▶ [Directions] Look through the data below, and copy each line that carries the word "Admin".

▶ [Data for analysis]

+ + +

/// Task endpoints
///
/// Listing and reads are filtered by role; creates and deletes are Admin
/// only; the assignee of a task may update its status.
///
/// - `GET /api/tasks`
/// - `POST /api/tasks`
/// - `GET /api/tasks/:id`
/// - `PUT /api/tasks/:id`
/// - `DELETE /api/tasks/:id`

use crate::{app::AppState, error::ApiResult};
use axum::{
    extract::{
        rejection::{JsonRejection, PathRejection},
        Path, State,
    },
    http::StatusCode,
    Extension, Json,
};
use serde::{Deserialize, Deserializer};
use taskdesk_shared::{
    auth::actor::Actor,
    models::{TaskDto, TaskStatus, UpdateTask},
    service::NewTask,
};
use uuid::Uuid;

/// Create task request
///
/// Fields are checked by [`taskdesk_shared::service::TaskService::create`]
/// once the caller is known to be an Admin.
#[derive(Debug, Default, Deserialize)]
#[serde(default, rename_all = "camelCase")]
pub struct CreateTaskRequest {
    pub title: String,

    pub description: Option<String>,

    /// Defaults to `Pending`
    pub status: Option<TaskStatus>,

    /// Required
    pub assigned_user_id: Option<Uuid>,
}

impl From<CreateTaskRequest> for NewTask {
    fn from(req: CreateTaskRequest) -> Self {
        NewTask {
            title: req.title,
            description: req.description,
            status: req.status,
            assigned_user_id: req.assigned_user_id,
        }
    }
}

/// Update task request; absent fields are left unchanged
///
/// The title is checked by the service after a User's non-status fields
/// have been dropped.
#[derive(Debug, Default, Deserialize)]
#[serde(default, rename_all = "camelCase")]
pub struct UpdateTaskRequest {
    pub title: Option<String>,

    /// `null` clears the description, absence keeps it
    #[serde(deserialize_with = "present")]
    pub description: Option<Option<String>>,

    pub status: Option<TaskStatus>,

    pub assigned_user_id: Option<Uuid>,
}

/// Marks a present field (including an explicit `null`) as `Some`
fn present<'de, D>(deserializer: D) -> Result<Option<Option<String>>, D::Error>
where
    D: Deserializer<'de>,
{
    Option::<String>::deserialize(deserializer).map(Some)
}

impl From<UpdateTaskRequest> for UpdateTask {
    fn from(req: UpdateTaskRequest) -> Self {
        UpdateTask {
            title: req.title,
            description: req.description,
            status: req.status,
            assigned_user_id: req.assigned_user_id,
        }
    }
}

/// List the tasks visible to the caller
pub async fn list_tasks(
    State(state): State<AppState>,
    Extension(actor): Extension<Actor>,
) -> ApiResult<Json<Vec<TaskDto>>> {
    let tasks = state.tasks.list(&actor).await?;
    Ok(Json(tasks))
}

/// Read one task
///
/// # Errors
///
/// - `404 Not Found`: No such task, or it belongs to someone else
pub async fn get_task(
    State(state): State<AppState>,
    Extension(actor): Extension<Actor>,
    id: Result<Path<Uuid>, PathRejection>,
) -> ApiResult<Json<TaskDto>> {
    let Path(id) = id?;
    let task = state.tasks.get(&actor, id).await?;
    Ok(Json(task))
}

/// Create a task
///
/// # Errors
///
/// - `400 Bad Request`: Blank title, missing or unknown assignee
/// - `403 Forbidden`: Not an Admin
pub async fn create_task(
    State(state): State<AppState>,
    Extension(actor): Extension<Actor>,
    payload: Result<Json<CreateTaskRequest>, JsonRejection>,
) -> ApiResult<(StatusCode, Json<TaskDto>)> {
    let Json(req) = payload?;
    let task = state.tasks.create(&actor, req.into()).await?;

    Ok((StatusCode::CREATED, Json(task)))
}

/// Update a task
///
/// A User's changes other than `status` are ignored.
///
/// # Errors
///
/// - `400 Bad Request`: Blank title or unknown assignee (Admin)
/// - `404 Not Found`: No such task, or a User's task belongs to someone else
pub async fn update_task(
    State(state): State<AppState>,
    Extension(actor): Extension<Actor>,
    id: Result<Path<Uuid>, PathRejection>,
    payload: Result<Json<UpdateTaskRequest>, JsonRejection>,
) -> ApiResult<Json<TaskDto>> {
    let Path(id) = id?;
    let Json(req) = payload?;
    let task = state.tasks.update(&actor, id, req.into()).await?;
    Ok(Json(task))
}

/// Delete a task
///
/// # Errors
///
/// - `403 Forbidden`: Not an Admin
/// - `404 Not Found`: No such task
pub async fn delete_task(
    State(state): State<AppState>,
    Extension(actor): Extension<Actor>,
    id: Result<Path<Uuid>, PathRejection>,
) -> ApiResult<StatusCode> {
    let Path(id) = id?;
    state.tasks.delete(&actor, id).await?;
    Ok(StatusCode::NO_CONTENT)
}
/// Configuration management for the API server
///
/// This module loads configuration from environment variables and provides
/// a type-safe configuration struct.
///
/// # Environment Variables
///
/// - `API_HOST`: Host to bind to (default: 0.0.0.0)
/// - `API_PORT`: Port to bind to (default: 8080)
/// - `CORS_ORIGINS`: Comma-separated allowed origins (default: `*`)
/// - `STORAGE_BACKEND`: `postgres` or `memory` (default: postgres)
/// - `DATABASE_URL`: PostgreSQL connection string (required for postgres)
/// - `DATABASE_MAX_CONNECTIONS`: Pool size (default: 10)
/// - `JWT_SECRET`: Secret key for JWT signing (required, at least 32 characters)
/// - `JWT_EXPIRATION_HOURS`: Token lifetime (default: 24)
/// - `SEED_DEMO_DATA`: Seed demo accounts into an empty store (default: true)
/// - `LOG_FORMAT`: `pretty` or `json` (default: pretty)
/// - `RUST_LOG`: Log filter
///
/// # Example
///
/// ```no_run
/// use taskdesk_api::config::Config;
///
/// # fn example() -> anyhow::Result<()> {
/// let config = Config::from_env()?;
/// println!("Server will listen on {}:{}", config.api.host, config.api.port);
/// # Ok(())
/// # }
/// ```

use serde::{Deserialize, Serialize};
use std::env;
use std::str::FromStr;

/// Minimum accepted length of `JWT_SECRET`
pub const MIN_JWT_SECRET_LEN: usize = 32;

/// Complete application configuration
#[derive(Debug, Clone, Serialize, Deserialize)]
pub struct Config {
    /// API server configuration
    pub api: ApiConfig,

    /// Storage configuration
    pub database: DatabaseConfig,

    /// JWT configuration
    pub jwt: JwtConfig,

    /// Seed the demo accounts and tasks when no users exist
    pub seed_demo_data: bool,

    /// Log output format
    pub log_format: LogFormat,
}

/// API server configuration
#[derive(Debug, Clone, Serialize, Deserialize)]
pub struct ApiConfig {
    /// Host to bind to
    pub host: String,

    /// Port to bind to
    pub port: u16,

    /// Allowed CORS origins (`*` allows any)
    pub cors_origins: Vec<String>,
}

/// Where users and tasks are kept
#[derive(Debug, Clone, Copy, PartialEq, Eq, Serialize, Deserialize)]
#[serde(rename_all = "lowercase")]
pub enum StorageBackend {
    Postgres,

    /// Process-local; contents are lost on restart
    Memory,
}

impl FromStr for StorageBackend {
    type Err = anyhow::Error;

    fn from_str(s: &str) -> Result<Self, Self::Err> {
        match s.trim().to_lowercase().as_str() {
            "postgres" | "postgresql" => Ok(StorageBackend::Postgres),
            "memory" => Ok(StorageBackend::Memory),
            other => anyhow::bail!("Unknown STORAGE_BACKEND: {}", other),
        }
    }
}

/// Storage configuration
#[derive(Debug, Clone, Serialize, Deserialize)]
pub struct DatabaseConfig {
    pub backend: StorageBackend,

    /// PostgreSQL connection URL (unused by the memory backend)
    pub url: Option<String>,

    /// Maximum number of connections in pool
    pub max_connections: u32,
}

/// JWT configuration
#[derive(Debug, Clone, Serialize, Deserialize)]
pub struct JwtConfig {
    /// Secret key for JWT signing
    ///
    /// IMPORTANT: This must be kept secret and should be at least 32 bytes.
    /// Generate with: `openssl rand -hex 32`
    pub secret: String,

    /// Token lifetime in hours
    pub expiration_hours: i64,
}

/// Log output format
#[derive(Debug, Clone, Copy, PartialEq, Eq, Serialize, Deserialize)]
#[serde(rename_all = "lowercase")]
pub enum LogFormat {
    Pretty,
    Json,
}

impl Config {
    /// Loads configuration from environment variables
    ///
    /// # Errors
    ///
    /// Returns an error if:
    /// - Required environment variables are missing
    /// - Environment variables have invalid values
    pub fn from_env() -> anyhow::Result<Self> {
        // Load .env file if present (for development)
        dotenvy::dotenv().ok();

        let api_host = env::var("API_HOST").unwrap_or_else(|_| "0.0.0.0".to_string());
        let api_port = env::var("API_PORT")
            .unwrap_or_else(|_| "8080".to_string())
            .parse::<u16>()?;
        let cors_origins = parse_origins(&env::var("CORS_ORIGINS").unwrap_or_else(|_| "*".to_string()));

        let backend = env::var("STORAGE_BACKEND")
            .unwrap_or_else(|_| "postgres".to_string())
            .parse::<StorageBackend>()?;

        let database_url = env::var("DATABASE_URL").ok();
        if backend == StorageBackend::Postgres && database_url.is_none() {
            anyhow::bail!("DATABASE_URL environment variable is required");
        }

        let max_connections = env::var("DATABASE_MAX_CONNECTIONS")
            .unwrap_or_else(|_| "10".to_string())
            .parse::<u32>()?;

        let jwt_secret = env::var("JWT_SECRET")
            .map_err(|_| anyhow::anyhow!("JWT_SECRET environment variable is required"))?;

        if jwt_secret.len() < MIN_JWT_SECRET_LEN {
            anyhow::bail!("JWT_SECRET must be at least 32 characters long");
        }

        let expiration_hours = env::var("JWT_EXPIRATION_HOURS")
            .unwrap_or_else(|_| "24".to_string())
            .parse::<i64>()?;
        if expiration_hours <= 0 {
            anyhow::bail!("JWT_EXPIRATION_HOURS must be positive");
        }

        let seed_demo_data = parse_bool(&env::var("SEED_DEMO_DATA").unwrap_or_else(|_| "true".to_string()))?;

        let log_format = match env::var("LOG_FORMAT").as_deref() {
            Ok("json") => LogFormat::Json,
            _ => LogFormat::Pretty,
        };

        Ok(Self {
            api: ApiConfig {
                host: api_host,
                port: api_port,
                cors_origins,
            },
            database: DatabaseConfig {
                backend,
                url: database_url,
                max_connections,
            },
            jwt: JwtConfig {
                secret: jwt_secret,
                expiration_hours,
            },
            seed_demo_data,
            log_format,
        })
    }

    /// Returns the server bind address
    pub fn bind_address(&self) -> String {
        format!("{}:{}", self.api.host, self.api.port)
    }

    /// Token lifetime
    pub fn token_ttl(&self) -> chrono::Duration {
        chrono::Duration::hours(self.jwt.expiration_hours)
    }
}

fn parse_origins(raw: &str) -> Vec<String> {
    raw.split(',')
        .map(str::trim)
        .filter(|o| !o.is_empty())
        .map(str::to_string)
        .collect()
}

fn parse_bool(raw: &str) -> anyhow::Result<bool> {
    match raw.trim().to_lowercase().as_str() {
        "1" | "true" | "yes" | "on" => Ok(true),
        "0" | "false" | "no" | "off" => Ok(false),
        other => anyhow::bail!("Invalid boolean value: {}", other),
    }
}

#[cfg(test)]
mod tests {
    use super::*;

    fn config() -> Config {
        Config {
            api: ApiConfig {
                host: "127.0.0.1".to_string(),
                port: 8080,
                cors_origins: vec!["*".to_string()],
            },
            database: DatabaseConfig {
                backend: StorageBackend::Memory,
                url: None,
                max_connections: 10,
            },
            jwt: JwtConfig {
                secret: "test-secret-key-at-least-32-bytes-long".to_string(),
                expiration_hours: 24,
            },
            seed_demo_data: true,
            log_format: LogFormat::Pretty,
        }
    }

    #[test]
    fn test_bind_address() {
        assert_eq!(config().bind_address(), "127.0.0.1:8080");
    }

    #[test]
    fn test_token_ttl() {
        assert_eq!(config().token_ttl(), chrono::Duration::hours(24));
    }

    #[test]
    fn test_storage_backend_from_str() {
        assert_eq!("memory".parse::<StorageBackend>().unwrap(), StorageBackend::Memory);
        assert_eq!("Postgres".parse::<StorageBackend>().unwrap(), StorageBackend::Postgres);
        assert!("sqlite".parse::<StorageBackend>().is_err());
    }

    #[test]
    fn test_parse_origins() {
        assert_eq!(
            parse_origins("http://a.test, http://b.test,"),
            vec!["http://a.test".to_string(), "http://b.test".to_string()]
        );
    }

    #[test]
    fn test_parse_bool() {
        assert!(parse_bool("TRUE").unwrap());
        assert!(!parse_bool("0").unwrap());
        assert!(parse_bool("maybe").is_err());
    }
}
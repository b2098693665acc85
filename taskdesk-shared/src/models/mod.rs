/// Domain models for TaskDesk
///
/// # Models
///
/// - `user`: User accounts and roles
/// - `task`: Tasks and their status
///
/// Each model comes in three shapes: the stored record (`User`, `Task`),
/// write inputs (`CreateX`, `UpdateX`) and the outward DTO (`UserDto`,
/// `TaskDto`) which never carries internal-only fields.

pub mod task;
pub mod user;

pub use task::{CreateTask, Task, TaskDto, TaskStatus, UpdateTask};
pub use user::{CreateUser, Role, UpdateUser, User, UserDto};
/// JWT token generation and validation module
///
/// Tokens are the identity assertions issued at login and presented as
/// `Authorization: Bearer <token>` on every other request. They are signed
/// with HS256 and embed enough identity (id + role) for the authorization
/// policy to decide without touching storage.
///
/// # Security
///
/// - **Algorithm**: HS256 (HMAC with SHA-256)
/// - **Expiration**: 24 hours by default, configurable per issuer
/// - **Validation**: Signature, expiration, not-before and issuer checks
/// - **Secret Management**: Secrets should be at least 32 bytes (256 bits)
///
/// # Example
///
/// ```
/// use taskdesk_shared::auth::jwt::{create_token, validate_token, Claims};
/// use taskdesk_shared::models::Role;
/// use uuid::Uuid;
///
/// # fn example() -> Result<(), Box<dyn std::error::Error>> {
/// let secret = "your-secret-key-at-least-32-bytes-long";
/// let claims = Claims::new(Uuid::new_v4(), "admin", "admin@example.com", Role::Admin);
/// let token = create_token(&claims, secret)?;
///
/// let validated = validate_token(&token, secret)?;
/// assert_eq!(validated.role, Role::Admin);
/// # Ok(())
/// # }
/// ```

use chrono::{Duration, Utc};
use jsonwebtoken::{decode, encode, Algorithm, DecodingKey, EncodingKey, Header, Validation};
use serde::{Deserialize, Serialize};
use uuid::Uuid;

use crate::models::Role;

/// Issuer claim written into and required on every token
pub const ISSUER: &str = "taskdesk";

/// Default token lifetime
pub const DEFAULT_EXPIRATION_HOURS: i64 = 24;

/// Error type for JWT operations
#[derive(Debug, thiserror::Error)]
pub enum JwtError {
    /// Failed to create token
    #[error("Failed to create token: {0}")]
    CreateError(String),

    /// Signature, format or claim validation failed
    #[error("Failed to validate token: {0}")]
    ValidationError(String),

    /// Token has expired
    #[error("Token has expired")]
    Expired,

    /// Invalid issuer
    #[error("Invalid token issuer")]
    InvalidIssuer,
}

/// JWT claims structure
///
/// # Standard Claims
///
/// - `sub`: Subject (user ID)
/// - `iss`: Issuer (always "taskdesk")
/// - `iat`: Issued at timestamp
/// - `nbf`: Not before timestamp
/// - `exp`: Expiration timestamp
///
/// # Custom Claims
///
/// - `username`, `email`: display identity at issue time
/// - `role`: role used by the authorization policy
#[derive(Debug, Clone, PartialEq, Eq, Serialize, Deserialize)]
pub struct Claims {
    /// Subject - User ID
    pub sub: Uuid,

    pub username: String,

    pub email: String,

    pub role: Role,

    /// Issuer - Always "taskdesk"
    pub iss: String,

    /// Issued at (Unix timestamp)
    pub iat: i64,

    /// Not before (Unix timestamp)
    pub nbf: i64,

    /// Expiration time (Unix timestamp)
    pub exp: i64,
}

impl Claims {
    /// Creates claims expiring after the default 24 hours
    pub fn new(user_id: Uuid, username: &str, email: &str, role: Role) -> Self {
        Self::with_expiration(
            user_id,
            username,
            email,
            role,
            Duration::hours(DEFAULT_EXPIRATION_HOURS),
        )
    }

    /// Creates claims with a custom lifetime
    ///
    /// # Example
    ///
    /// ```
    /// use taskdesk_shared::auth::jwt::Claims;
    /// use taskdesk_shared::models::Role;
    /// use chrono::Duration;
    /// use uuid::Uuid;
    ///
    /// let claims = Claims::with_expiration(
    ///     Uuid::new_v4(),
    ///     "user",
    ///     "user@example.com",
    ///     Role::User,
    ///     Duration::hours(1),
    /// );
    /// assert_eq!(claims.exp - claims.iat, 3600);
    /// ```
    pub fn with_expiration(
        user_id: Uuid,
        username: &str,
        email: &str,
        role: Role,
        expires_in: Duration,
    ) -> Self {
        let now = Utc::now();
        let expiration = now + expires_in;

        Self {
            sub: user_id,
            username: username.to_string(),
            email: email.to_string(),
            role,
            iss: ISSUER.to_string(),
            iat: now.timestamp(),
            nbf: now.timestamp(),
            exp: expiration.timestamp(),
        }
    }

    /// Checks if token has expired
    pub fn is_expired(&self) -> bool {
        Utc::now().timestamp() >= self.exp
    }
}

/// Signs claims into a compact JWT using HS256
///
/// # Errors
///
/// Returns `JwtError::CreateError` if token encoding fails
pub fn create_token(claims: &Claims, secret: &str) -> Result<String, JwtError> {
    let header = Header::new(Algorithm::HS256);
    let key = EncodingKey::from_secret(secret.as_bytes());

    encode(&header, claims, &key)
        .map_err(|e| JwtError::CreateError(format!("Token encoding failed: {}", e)))
}

/// Validates a JWT token and extracts claims
///
/// Verifies signature, expiry (no leeway), not-before and issuer.
///
/// # Errors
///
/// - `JwtError::Expired` if `exp` has passed
/// - `JwtError::InvalidIssuer` if `iss` is not "taskdesk"
/// - `JwtError::ValidationError` for bad signatures or malformed tokens
pub fn validate_token(token: &str, secret: &str) -> Result<Claims, JwtError> {
    let key = DecodingKey::from_secret(secret.as_bytes());

    let mut validation = Validation::new(Algorithm::HS256);
    validation.set_issuer(&[ISSUER]);
    validation.set_required_spec_claims(&["exp", "iss", "sub"]);
    validation.validate_exp = true;
    validation.validate_nbf = true;
    validation.leeway = 0;

    let token_data = decode::<Claims>(token, &key, &validation).map_err(|e| match e.kind() {
        jsonwebtoken::errors::ErrorKind::ExpiredSignature => JwtError::Expired,
        jsonwebtoken::errors::ErrorKind::InvalidIssuer => JwtError::InvalidIssuer,
        _ => JwtError::ValidationError(format!("Token validation failed: {}", e)),
    })?;

    Ok(token_data.claims)
}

+ + +

▶ [Result below]
/// Listing and reads are filtered by role; creates and deletes are Admin
/// once the caller is known to be an Admin.
/// - `403 Forbidden`: Not an Admin
/// - `400 Bad Request`: Blank title or unknown assignee (Admin)
/// - `403 Forbidden`: Not an Admin
/// let claims = Claims::new(Uuid::new_v4(), "admin", "admin@example.com", Role::Admin);
/// assert_eq!(validated.role, Role::Admin);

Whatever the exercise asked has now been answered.